=== Section Start ===

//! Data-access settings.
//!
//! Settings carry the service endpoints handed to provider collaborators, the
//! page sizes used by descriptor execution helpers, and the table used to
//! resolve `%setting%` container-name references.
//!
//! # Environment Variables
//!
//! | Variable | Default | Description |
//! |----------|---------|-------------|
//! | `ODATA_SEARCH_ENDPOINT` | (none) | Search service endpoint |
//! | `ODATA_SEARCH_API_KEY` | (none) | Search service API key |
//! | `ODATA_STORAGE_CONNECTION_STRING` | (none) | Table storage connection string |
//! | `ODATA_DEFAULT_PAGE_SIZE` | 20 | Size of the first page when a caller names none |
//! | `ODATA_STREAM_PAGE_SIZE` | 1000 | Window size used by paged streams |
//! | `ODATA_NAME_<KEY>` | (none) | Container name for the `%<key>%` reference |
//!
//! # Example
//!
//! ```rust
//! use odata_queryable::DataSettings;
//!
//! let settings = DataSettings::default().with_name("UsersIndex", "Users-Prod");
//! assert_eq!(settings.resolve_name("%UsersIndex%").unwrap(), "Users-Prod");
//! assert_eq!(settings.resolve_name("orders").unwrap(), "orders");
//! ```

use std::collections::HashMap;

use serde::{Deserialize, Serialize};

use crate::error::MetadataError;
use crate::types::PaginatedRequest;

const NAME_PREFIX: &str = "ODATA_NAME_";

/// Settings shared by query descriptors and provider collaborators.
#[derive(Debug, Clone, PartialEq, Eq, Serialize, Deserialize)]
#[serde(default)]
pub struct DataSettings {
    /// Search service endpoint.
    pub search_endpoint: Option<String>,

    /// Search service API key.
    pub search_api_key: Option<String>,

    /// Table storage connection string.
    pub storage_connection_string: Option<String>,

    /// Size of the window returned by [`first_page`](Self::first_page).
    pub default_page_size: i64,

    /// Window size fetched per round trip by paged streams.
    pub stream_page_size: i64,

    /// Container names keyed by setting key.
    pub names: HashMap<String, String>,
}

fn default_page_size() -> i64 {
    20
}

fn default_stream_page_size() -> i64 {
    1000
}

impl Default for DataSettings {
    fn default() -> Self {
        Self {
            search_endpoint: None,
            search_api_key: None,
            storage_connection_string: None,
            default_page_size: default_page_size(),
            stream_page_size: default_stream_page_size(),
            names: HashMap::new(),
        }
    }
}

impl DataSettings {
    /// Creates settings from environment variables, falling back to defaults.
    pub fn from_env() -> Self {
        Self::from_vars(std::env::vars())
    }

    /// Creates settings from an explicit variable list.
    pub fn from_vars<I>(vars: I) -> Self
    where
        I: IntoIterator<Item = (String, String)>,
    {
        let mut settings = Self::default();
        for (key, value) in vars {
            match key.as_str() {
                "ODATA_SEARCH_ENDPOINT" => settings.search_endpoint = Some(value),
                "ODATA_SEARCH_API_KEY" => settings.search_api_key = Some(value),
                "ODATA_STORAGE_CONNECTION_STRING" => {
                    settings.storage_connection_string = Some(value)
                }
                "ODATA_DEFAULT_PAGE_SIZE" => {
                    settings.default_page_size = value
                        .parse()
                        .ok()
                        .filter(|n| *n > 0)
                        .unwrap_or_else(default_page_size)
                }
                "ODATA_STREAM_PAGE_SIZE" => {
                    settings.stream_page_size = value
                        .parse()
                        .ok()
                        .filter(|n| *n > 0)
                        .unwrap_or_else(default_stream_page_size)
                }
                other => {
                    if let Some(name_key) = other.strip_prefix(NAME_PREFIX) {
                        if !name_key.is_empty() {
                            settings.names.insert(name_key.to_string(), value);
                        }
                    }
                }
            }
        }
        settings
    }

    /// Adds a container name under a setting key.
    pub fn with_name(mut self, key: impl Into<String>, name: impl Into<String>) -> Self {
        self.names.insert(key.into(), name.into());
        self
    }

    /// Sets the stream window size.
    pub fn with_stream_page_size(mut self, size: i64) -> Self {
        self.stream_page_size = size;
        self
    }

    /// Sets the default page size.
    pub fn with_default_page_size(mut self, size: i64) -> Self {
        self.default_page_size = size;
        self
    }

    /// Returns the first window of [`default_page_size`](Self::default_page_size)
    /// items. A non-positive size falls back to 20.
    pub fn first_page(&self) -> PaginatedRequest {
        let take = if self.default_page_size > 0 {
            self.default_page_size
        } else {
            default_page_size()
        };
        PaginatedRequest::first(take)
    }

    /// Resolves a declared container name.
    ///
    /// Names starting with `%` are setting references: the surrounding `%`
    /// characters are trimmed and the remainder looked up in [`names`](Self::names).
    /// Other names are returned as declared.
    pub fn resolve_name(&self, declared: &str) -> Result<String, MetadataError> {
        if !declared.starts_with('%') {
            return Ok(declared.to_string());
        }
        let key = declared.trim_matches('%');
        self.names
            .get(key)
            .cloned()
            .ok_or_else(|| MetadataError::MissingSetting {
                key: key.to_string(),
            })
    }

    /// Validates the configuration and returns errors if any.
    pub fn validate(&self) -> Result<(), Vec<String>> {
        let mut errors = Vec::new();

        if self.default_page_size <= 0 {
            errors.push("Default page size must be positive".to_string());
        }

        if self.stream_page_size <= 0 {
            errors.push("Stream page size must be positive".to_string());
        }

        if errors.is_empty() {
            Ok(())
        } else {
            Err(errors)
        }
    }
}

=== Section End ===

#### What the task asks
How many lines above contain the word "value"? Answer with the number alone.

#### Task result
7